Mawarku! Kenapa kau layu?
Sudah kubilang aku takmau kehilangan mawar lagi
Sudah kubilang cukup satu saja mawar yang
terpendam
Cukup mawar kecil yang tak tahu apa apa
Jangan hukum lagi mawar mawar lain
yang ingin tumbuh
Tuhanku
Jika di jiwanya mengalir darah mawar,
maka jangan hilamgkan, jangan
lenyapkan
Tumbuhlah dengan cantik sesuai dengan harapan
Pada
suatu ketika kakek ku datang bertamu kerumahku dalam rangka shilaturrahim. Aku
pun tidak menyia nyiakan kesempatan, aku langsung menemui kakek dan minta
bantuan padanya. Aku berkata pada kakek, “Nisa sakit keras kek! Sudah berbagai
macam obat diberikan bahkan sudah dibawa ke dokter tapi tetap saja tidak ada
hasilnya malah sakitnya makin parah. Jadi aku minta bantuan pada kakek untuk
mengobatinya mungkin kalau kakek yang mengobatinya dia diberi kesembuhan oleh
Allah”. Kakek pun bersedia mengobati Nisa. Setelah beberapa saat kakek mencoba
mengobatinya hasilnya sama saja, bahkan kakek berkata padaku, “temanmu ini
terkena guna guna tingkat tinggi, kakek tidak sanggup melawannya. Dia bisa
sembuh kalau dibacakan surah Yasin oleh 51 kiyai sepuh secara bersamaan.
Mendengar kata kata itu aku dan keluarga Nisa jadi sangat panik, karena tidak
mungkin mengumpulkan kiyai sepuh sebanyak 51 orang yang ada hanya kiyai muda
yang masih diragukan keilmuanya.
Satu
bulan telah berlalu Nisa tetap saja tidak ada perubahan yang mengembirakan.
Malahan dia semakin hari semakin lemah saja kondisinya.
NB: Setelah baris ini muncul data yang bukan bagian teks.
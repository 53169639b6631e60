// src/media/ffmpeg.rs
//
// Default media backend: shells out to ffprobe/ffmpeg.
//
//   duration  → ffprobe -show_entries format=duration
//   surface   → a scratch directory, deleted when the surface drops
//   seek      → ffmpeg -ss <t> -frames:v 1 into the scratch directory
//   capture   → read the decoded still, downscale, JPEG-encode
//
// Child processes are killed if the extraction future is dropped
// mid-seek (fail-fast join, session teardown).

use super::encode::{fit_encoded, FrameEncoding};
use super::source::{decode_position, CapturedFrame, MediaSource, RenderSurface};
use crate::error::MediaError;
use crate::types::MediaConfig;
use async_trait::async_trait;
use std::io::Write;
use std::path::{Path, PathBuf};
use std::process::Stdio;
use tempfile::{NamedTempFile, TempDir};
use tokio::process::Command;
use tokio::sync::OnceCell;
use tracing::{debug, info};

const SURFACE_FRAME_NAME: &str = "frame.png";

#[derive(Debug, Clone)]
pub struct FfmpegTools {
    ffmpeg_path: String,
    ffprobe_path: String,
}

impl FfmpegTools {
    pub fn new(ffmpeg_path: impl Into<String>, ffprobe_path: impl Into<String>) -> Self {
        Self {
            ffmpeg_path: ffmpeg_path.into(),
            ffprobe_path: ffprobe_path.into(),
        }
    }

    /// Use configured paths, falling back to a PATH lookup.
    pub async fn locate(config: &MediaConfig) -> Result<Self, MediaError> {
        let ffmpeg_path = match &config.ffmpeg_path {
            Some(path) => path.clone(),
            None => which_command("ffmpeg").await?,
        };
        let ffprobe_path = match &config.ffprobe_path {
            Some(path) => path.clone(),
            None => which_command("ffprobe").await?,
        };
        Ok(Self::new(ffmpeg_path, ffprobe_path))
    }

    pub async fn probe_duration(&self, input: &Path) -> Result<f64, MediaError> {
        let label = input.display().to_string();
        let output = Command::new(&self.ffprobe_path)
            .args([
                "-v",
                "error",
                "-show_entries",
                "format=duration",
                "-of",
                "json",
            ])
            .arg(input)
            .stdin(Stdio::null())
            .kill_on_drop(true)
            .output()
            .await?;

        if !output.status.success() {
            return Err(MediaError::MetadataUnavailable {
                label,
                reason: String::from_utf8_lossy(&output.stderr).trim().to_string(),
            });
        }

        parse_probe_duration(&output.stdout).map_err(|reason| MediaError::MetadataUnavailable {
            label,
            reason,
        })
    }

    pub async fn decode_frame(
        &self,
        input: &Path,
        seconds: f64,
        output_path: &Path,
    ) -> Result<(), MediaError> {
        let position = format!("{:.3}", seconds);
        let output = Command::new(&self.ffmpeg_path)
            .args(["-v", "error", "-ss", &position, "-i"])
            .arg(input)
            .args(["-frames:v", "1", "-y"])
            .arg(output_path)
            .stdin(Stdio::null())
            .kill_on_drop(true)
            .output()
            .await?;

        if !output.status.success() {
            return Err(MediaError::SeekFailed {
                seconds,
                reason: String::from_utf8_lossy(&output.stderr).trim().to_string(),
            });
        }

        // ffmpeg exits 0 without writing anything when seeking past the end
        match tokio::fs::metadata(output_path).await {
            Ok(meta) if meta.len() > 0 => Ok(()),
            _ => Err(MediaError::SeekFailed {
                seconds,
                reason: "no frame decoded at this position".to_string(),
            }),
        }
    }
}

fn parse_probe_duration(stdout: &[u8]) -> Result<f64, String> {
    let json: serde_json::Value =
        serde_json::from_slice(stdout).map_err(|e| format!("unreadable ffprobe output: {}", e))?;

    json["format"]["duration"]
        .as_str()
        .and_then(|d| d.parse::<f64>().ok())
        .or_else(|| json["format"]["duration"].as_f64())
        .ok_or_else(|| "container reports no duration".to_string())
}

async fn which_command(name: &str) -> Result<String, MediaError> {
    let output = Command::new("which").arg(name).output().await?;

    if !output.status.success() {
        return Err(MediaError::Io(std::io::Error::new(
            std::io::ErrorKind::NotFound,
            format!("{} not found in PATH", name),
        )));
    }

    Ok(String::from_utf8_lossy(&output.stdout).trim().to_string())
}

/// A recording on disk, or a downloaded blob kept alive in a temp file.
pub struct FfmpegSource {
    label: String,
    path: PathBuf,
    tools: FfmpegTools,
    encoding: FrameEncoding,
    duration: OnceCell<f64>,
    /// Backing file for fetched sources; deleted when the source drops.
    blob: Option<NamedTempFile>,
}

impl FfmpegSource {
    pub fn open(path: impl Into<PathBuf>, tools: FfmpegTools, encoding: FrameEncoding) -> Self {
        let path = path.into();
        Self {
            label: path.display().to_string(),
            path,
            tools,
            encoding,
            duration: OnceCell::new(),
            blob: None,
        }
    }

    /// Download `url` into a temp file owned by the returned source.
    pub async fn fetch(
        client: &reqwest::Client,
        url: &str,
        tools: FfmpegTools,
        encoding: FrameEncoding,
    ) -> Result<Self, MediaError> {
        info!("📥 Fetching video {}", url);

        let fetch_error = |reason: String| MediaError::MetadataUnavailable {
            label: url.to_string(),
            reason,
        };

        let response = client
            .get(url)
            .send()
            .await
            .map_err(|e| fetch_error(e.to_string()))?;
        if !response.status().is_success() {
            return Err(fetch_error(format!("HTTP {}", response.status())));
        }
        let bytes = response
            .bytes()
            .await
            .map_err(|e| fetch_error(e.to_string()))?;

        let suffix = Path::new(url.split('?').next().unwrap_or(url))
            .extension()
            .and_then(|ext| ext.to_str())
            .map(|ext| format!(".{}", ext))
            .unwrap_or_else(|| ".mp4".to_string());

        let size = bytes.len();
        let blob = tokio::task::spawn_blocking(move || -> std::io::Result<NamedTempFile> {
            let mut blob = tempfile::Builder::new()
                .prefix("tc-blob-")
                .suffix(&suffix)
                .tempfile()?;
            blob.write_all(&bytes)?;
            blob.flush()?;
            Ok(blob)
        })
        .await
        .map_err(|e| fetch_error(e.to_string()))??;

        debug!("Fetched {} bytes into {}", size, blob.path().display());

        Ok(Self {
            label: url.to_string(),
            path: blob.path().to_path_buf(),
            tools,
            encoding,
            duration: OnceCell::new(),
            blob: Some(blob),
        })
    }
}

impl Drop for FfmpegSource {
    fn drop(&mut self) {
        if self.blob.is_some() {
            debug!("Releasing fetched blob for {}", self.label);
        }
    }
}

#[async_trait]
impl MediaSource for FfmpegSource {
    fn label(&self) -> &str {
        &self.label
    }

    async fn duration_seconds(&self) -> Result<f64, MediaError> {
        self.duration
            .get_or_try_init(|| self.tools.probe_duration(&self.path))
            .await
            .copied()
    }

    async fn open_surface(&self) -> Result<Box<dyn RenderSurface>, MediaError> {
        let dir = tempfile::Builder::new().prefix("tc-surface-").tempdir()?;
        debug!("Opened surface {} for {}", dir.path().display(), self.label);

        Ok(Box::new(FfmpegSurface {
            tools: self.tools.clone(),
            input: self.path.clone(),
            encoding: self.encoding,
            duration: self.duration.get().copied(),
            dir,
            position: None,
        }))
    }
}

struct FfmpegSurface {
    tools: FfmpegTools,
    input: PathBuf,
    encoding: FrameEncoding,
    /// Known once the extractor has resolved it, which precedes every surface
    duration: Option<f64>,
    dir: TempDir,
    position: Option<f64>,
}

impl FfmpegSurface {
    fn frame_path(&self) -> PathBuf {
        self.dir.path().join(SURFACE_FRAME_NAME)
    }
}

#[async_trait]
impl RenderSurface for FfmpegSurface {
    async fn seek(&mut self, seconds: f64) -> Result<(), MediaError> {
        self.position = None;
        let frame_path = self.frame_path();
        // A stale still from the previous seek must not satisfy this one
        let _ = tokio::fs::remove_file(&frame_path).await;

        let at = decode_position(seconds, self.duration);
        self.tools.decode_frame(&self.input, at, &frame_path).await?;
        self.position = Some(seconds);
        Ok(())
    }

    async fn capture(&mut self) -> Result<CapturedFrame, MediaError> {
        let seconds = self.position.ok_or_else(|| MediaError::CaptureFailed {
            seconds: 0.0,
            reason: "surface has not been positioned".to_string(),
        })?;

        let bytes = tokio::fs::read(self.frame_path()).await?;
        let (jpeg_data, width, height) = fit_encoded(&bytes, self.encoding)
            .map_err(|reason| MediaError::CaptureFailed { seconds, reason })?;

        Ok(CapturedFrame {
            timestamp_seconds: seconds,
            width,
            height,
            jpeg_data,
        })
    }
}

impl Drop for FfmpegSurface {
    fn drop(&mut self) {
        debug!("Released surface {}", self.dir.path().display());
    }
}

#[cfg(test)]
mod tests {
    use super::*;

    #[test]
    fn test_parse_probe_duration_string() {
        let out = br#"{"format": {"duration": "40.040000"}}"#;
        assert_eq!(parse_probe_duration(out).unwrap(), 40.04);
    }

    #[test]
    fn test_parse_probe_duration_missing() {
        let out = br#"{"format": {}}"#;
        assert!(parse_probe_duration(out).is_err());
        assert!(parse_probe_duration(b"not json").is_err());
    }

    #[tokio::test]
    async fn test_locate_reports_missing_tool() {
        let config = MediaConfig {
            ffmpeg_path: Some("/opt/ffmpeg/bin/ffmpeg".to_string()),
            ffprobe_path: None,
            ..MediaConfig::default()
        };
        assert!(which_command("tc-no-such-tool").await.is_err());

        let configured = MediaConfig {
            ffprobe_path: Some("/opt/ffmpeg/bin/ffprobe".to_string()),
            ..config
        };
        let tools = FfmpegTools::locate(&configured).await.unwrap();
        assert_eq!(tools.ffmpeg_path, "/opt/ffmpeg/bin/ffmpeg");
        assert_eq!(tools.ffprobe_path, "/opt/ffmpeg/bin/ffprobe");
    }

    #[tokio::test]
    async fn test_surface_directory_removed_on_drop() {
        let source = FfmpegSource::open(
            "/nonexistent/clip.mp4",
            FfmpegTools::new("ffmpeg", "ffprobe"),
            FrameEncoding::default(),
        );

        let surface = source.open_surface().await.unwrap();
        let dir = std::env::temp_dir();
        let before: Vec<_> = std::fs::read_dir(&dir)
            .unwrap()
            .filter_map(|e| e.ok())
            .filter(|e| e.file_name().to_string_lossy().starts_with("tc-surface-"))
            .map(|e| e.path())
            .collect();
        assert!(!before.is_empty());

        drop(surface);
        assert!(before.iter().any(|p| !p.exists()));
    }

    #[tokio::test]
    async fn test_capture_before_seek_fails() {
        let source = FfmpegSource::open(
            "/nonexistent/clip.mp4",
            FfmpegTools::new("ffmpeg", "ffprobe"),
            FrameEncoding::default(),
        );
        let mut surface = source.open_surface().await.unwrap();
        assert!(matches!(
            surface.capture().await,
            Err(MediaError::CaptureFailed { .. })
        ));
    }
}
Meski pundemikian, dia
tetap aktif menjalan kan shalat lima waktu tepat pada waktunya, tidak pernah
dikodok bahkan dia sering mengingatkan aku untuk shalat.
Pada suatu
ketika aku jadi sangat malas untuk pergi kesekolah, aku ingin sekali menemani
Nisa, tapi Nisa menyuruhku untuk sekolah walaupun aku menolak dia tetap memaksaku
untuk berangkat sekolah, tapi aku tetap enggan untuk berangkat sekolah karena
aku tidak mau terjadi apa apa pada Nisa sedangkan aku tidak bersamanya.
“percayalah kak! Tidak akan terjadi apa apa padaku” kata Nisa. Dengan berat
hati akhirnya aku berangkat sekolah agar aku bisa menjadi orang yang pandai dan
bisa menggapai cita citaku.
Pada
siang itu setelah mengerjakan shalat zhuhur Nisa berbaring di tempat tidurnya.
Tiba tiba dia merintih kesakitan sehingga seluruh keluarganya panik. Tidak lama
kemudian dia berhenti merintih namun dari mulutnya terucap dua kalimat syahadat
secara terus menerus sampai pada akhirnya dia tersenyum dan menghembuskan nafas
terakhirnya.
Sesampainya
di sekolah aku selalu teringat pada Nisa, aku tidak bisa konsentrasi pada
pelaajaranku, aku takut terjadi apa apa pada Nisa. Untungnya guru yang akan
mengajar di jam kedua dan ketiga tidak hadir. Aku tidak menyia nyiakan
kesempatan. Aku langsung pulang setelah jam pertama selesai. Alangkah terkejutnya
aku ketika aku sampai di depan rumah Nisa. Disana banyak orang berlalu lalang
dan ada diantara mereka yang membaca yasin dan tahlil. Karena penasaran, aku
bertanya pada salah seorang yang ada disana.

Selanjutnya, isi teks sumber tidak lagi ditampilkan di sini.